▼

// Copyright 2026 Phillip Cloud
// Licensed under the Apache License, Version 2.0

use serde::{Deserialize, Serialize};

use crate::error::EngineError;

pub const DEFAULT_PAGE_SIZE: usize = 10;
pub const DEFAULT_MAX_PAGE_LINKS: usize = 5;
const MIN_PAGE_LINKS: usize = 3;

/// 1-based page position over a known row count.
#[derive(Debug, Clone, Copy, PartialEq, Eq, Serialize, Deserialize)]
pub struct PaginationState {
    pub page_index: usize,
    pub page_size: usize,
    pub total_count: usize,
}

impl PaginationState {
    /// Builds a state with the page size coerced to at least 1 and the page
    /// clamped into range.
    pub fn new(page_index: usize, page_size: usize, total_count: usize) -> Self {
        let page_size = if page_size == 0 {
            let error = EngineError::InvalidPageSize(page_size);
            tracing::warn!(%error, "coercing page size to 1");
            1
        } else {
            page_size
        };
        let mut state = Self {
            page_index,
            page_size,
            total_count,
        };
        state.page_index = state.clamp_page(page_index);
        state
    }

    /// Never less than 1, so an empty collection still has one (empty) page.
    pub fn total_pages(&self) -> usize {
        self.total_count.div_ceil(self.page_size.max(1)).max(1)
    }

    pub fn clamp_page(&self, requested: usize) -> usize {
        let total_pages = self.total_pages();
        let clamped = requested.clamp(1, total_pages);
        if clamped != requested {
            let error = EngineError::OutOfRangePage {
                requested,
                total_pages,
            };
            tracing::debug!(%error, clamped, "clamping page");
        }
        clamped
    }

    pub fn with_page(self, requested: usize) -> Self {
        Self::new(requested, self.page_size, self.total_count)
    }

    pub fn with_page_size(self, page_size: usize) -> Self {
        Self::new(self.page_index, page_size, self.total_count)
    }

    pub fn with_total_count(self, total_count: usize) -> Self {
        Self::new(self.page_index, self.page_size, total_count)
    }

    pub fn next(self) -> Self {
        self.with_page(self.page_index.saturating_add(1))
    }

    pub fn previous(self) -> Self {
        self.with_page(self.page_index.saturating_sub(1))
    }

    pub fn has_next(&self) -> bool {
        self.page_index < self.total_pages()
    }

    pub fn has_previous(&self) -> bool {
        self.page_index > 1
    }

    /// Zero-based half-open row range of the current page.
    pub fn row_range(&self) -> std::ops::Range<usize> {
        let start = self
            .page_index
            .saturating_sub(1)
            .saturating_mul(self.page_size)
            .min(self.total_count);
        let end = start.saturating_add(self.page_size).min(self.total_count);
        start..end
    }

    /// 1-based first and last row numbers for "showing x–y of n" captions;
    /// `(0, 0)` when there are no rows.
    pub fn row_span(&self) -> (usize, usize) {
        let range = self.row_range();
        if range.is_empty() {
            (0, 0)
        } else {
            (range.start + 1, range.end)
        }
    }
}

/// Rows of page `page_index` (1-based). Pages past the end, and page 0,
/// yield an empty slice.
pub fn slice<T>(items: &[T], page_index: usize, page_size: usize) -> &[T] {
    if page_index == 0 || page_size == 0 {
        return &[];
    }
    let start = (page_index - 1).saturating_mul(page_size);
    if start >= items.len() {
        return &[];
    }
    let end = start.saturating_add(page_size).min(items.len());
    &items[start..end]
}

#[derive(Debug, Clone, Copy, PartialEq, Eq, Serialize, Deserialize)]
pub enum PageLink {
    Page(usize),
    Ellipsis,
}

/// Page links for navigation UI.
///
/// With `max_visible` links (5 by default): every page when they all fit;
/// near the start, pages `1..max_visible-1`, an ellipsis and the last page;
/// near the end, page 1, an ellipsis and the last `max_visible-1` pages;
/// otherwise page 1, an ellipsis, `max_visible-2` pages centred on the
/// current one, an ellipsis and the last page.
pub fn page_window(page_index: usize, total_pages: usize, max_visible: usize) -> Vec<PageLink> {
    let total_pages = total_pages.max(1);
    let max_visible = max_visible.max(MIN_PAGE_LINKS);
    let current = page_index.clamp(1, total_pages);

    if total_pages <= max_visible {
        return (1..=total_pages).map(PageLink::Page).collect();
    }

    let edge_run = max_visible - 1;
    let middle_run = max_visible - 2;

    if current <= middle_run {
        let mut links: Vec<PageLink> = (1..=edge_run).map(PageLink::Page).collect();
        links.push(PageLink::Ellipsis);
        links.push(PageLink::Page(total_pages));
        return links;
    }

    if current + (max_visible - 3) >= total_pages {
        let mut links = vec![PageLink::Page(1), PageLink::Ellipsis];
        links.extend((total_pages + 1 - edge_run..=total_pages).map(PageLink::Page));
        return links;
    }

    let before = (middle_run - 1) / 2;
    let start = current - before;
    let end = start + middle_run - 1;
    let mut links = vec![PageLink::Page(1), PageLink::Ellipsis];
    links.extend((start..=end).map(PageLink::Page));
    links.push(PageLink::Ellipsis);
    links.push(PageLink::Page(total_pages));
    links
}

▲
▼

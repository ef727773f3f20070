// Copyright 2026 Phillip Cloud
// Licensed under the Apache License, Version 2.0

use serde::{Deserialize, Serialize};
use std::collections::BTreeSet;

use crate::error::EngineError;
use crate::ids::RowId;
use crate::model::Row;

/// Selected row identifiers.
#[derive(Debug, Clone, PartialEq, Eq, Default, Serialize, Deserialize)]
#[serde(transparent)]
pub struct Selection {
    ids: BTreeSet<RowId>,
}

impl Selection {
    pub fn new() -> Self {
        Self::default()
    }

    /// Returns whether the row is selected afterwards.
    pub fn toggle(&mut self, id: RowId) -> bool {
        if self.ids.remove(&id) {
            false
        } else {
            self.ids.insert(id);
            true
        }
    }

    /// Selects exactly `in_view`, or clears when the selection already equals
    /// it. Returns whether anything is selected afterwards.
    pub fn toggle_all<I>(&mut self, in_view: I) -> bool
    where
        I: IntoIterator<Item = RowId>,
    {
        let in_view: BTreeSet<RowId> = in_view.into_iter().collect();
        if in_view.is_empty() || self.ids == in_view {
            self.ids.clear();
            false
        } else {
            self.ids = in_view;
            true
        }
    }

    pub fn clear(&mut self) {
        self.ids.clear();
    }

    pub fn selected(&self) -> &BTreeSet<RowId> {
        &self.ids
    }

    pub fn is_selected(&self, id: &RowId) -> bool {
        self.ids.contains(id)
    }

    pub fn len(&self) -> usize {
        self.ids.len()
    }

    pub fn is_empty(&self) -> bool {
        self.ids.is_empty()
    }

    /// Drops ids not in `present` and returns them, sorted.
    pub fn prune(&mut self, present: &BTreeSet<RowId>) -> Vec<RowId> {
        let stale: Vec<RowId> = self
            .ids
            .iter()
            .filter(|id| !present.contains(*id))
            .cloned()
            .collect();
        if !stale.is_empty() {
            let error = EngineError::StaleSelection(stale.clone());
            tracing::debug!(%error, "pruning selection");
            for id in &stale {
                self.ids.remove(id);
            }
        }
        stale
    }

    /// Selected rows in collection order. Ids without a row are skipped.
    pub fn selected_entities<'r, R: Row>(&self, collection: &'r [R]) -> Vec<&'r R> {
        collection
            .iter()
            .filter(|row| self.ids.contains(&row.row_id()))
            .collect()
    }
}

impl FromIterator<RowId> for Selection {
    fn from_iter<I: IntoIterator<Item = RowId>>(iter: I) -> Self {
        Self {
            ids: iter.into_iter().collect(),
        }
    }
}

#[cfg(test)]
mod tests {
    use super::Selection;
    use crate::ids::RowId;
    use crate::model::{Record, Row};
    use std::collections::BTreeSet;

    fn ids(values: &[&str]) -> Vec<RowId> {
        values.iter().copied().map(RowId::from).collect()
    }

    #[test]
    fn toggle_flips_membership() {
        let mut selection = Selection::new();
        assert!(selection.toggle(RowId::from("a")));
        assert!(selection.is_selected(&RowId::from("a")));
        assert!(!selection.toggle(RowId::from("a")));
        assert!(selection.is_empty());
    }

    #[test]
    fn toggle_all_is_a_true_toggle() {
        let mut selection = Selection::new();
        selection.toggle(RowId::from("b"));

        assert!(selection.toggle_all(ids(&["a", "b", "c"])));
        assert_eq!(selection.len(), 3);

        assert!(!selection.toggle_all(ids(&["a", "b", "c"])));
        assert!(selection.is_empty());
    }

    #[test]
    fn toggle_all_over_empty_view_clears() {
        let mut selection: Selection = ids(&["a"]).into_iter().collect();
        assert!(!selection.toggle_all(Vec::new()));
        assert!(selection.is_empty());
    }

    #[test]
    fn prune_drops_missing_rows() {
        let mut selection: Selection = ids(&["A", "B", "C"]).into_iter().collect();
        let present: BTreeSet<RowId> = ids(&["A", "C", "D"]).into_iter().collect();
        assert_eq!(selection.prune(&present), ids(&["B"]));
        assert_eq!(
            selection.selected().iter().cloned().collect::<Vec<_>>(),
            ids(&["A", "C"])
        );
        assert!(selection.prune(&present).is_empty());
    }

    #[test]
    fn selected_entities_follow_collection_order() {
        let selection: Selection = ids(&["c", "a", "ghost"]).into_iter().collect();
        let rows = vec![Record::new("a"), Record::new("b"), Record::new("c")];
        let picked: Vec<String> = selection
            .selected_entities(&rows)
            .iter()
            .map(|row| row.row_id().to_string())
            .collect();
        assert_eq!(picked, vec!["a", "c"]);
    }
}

▲

• Work request
Your task is to return each line of the data above that contains the string "when".

• Solution to this exercise
    /// `(0, 0)` when there are no rows.
/// With `max_visible` links (5 by default): every page when they all fit;
    /// Selects exactly `in_view`, or clears when the selection already equals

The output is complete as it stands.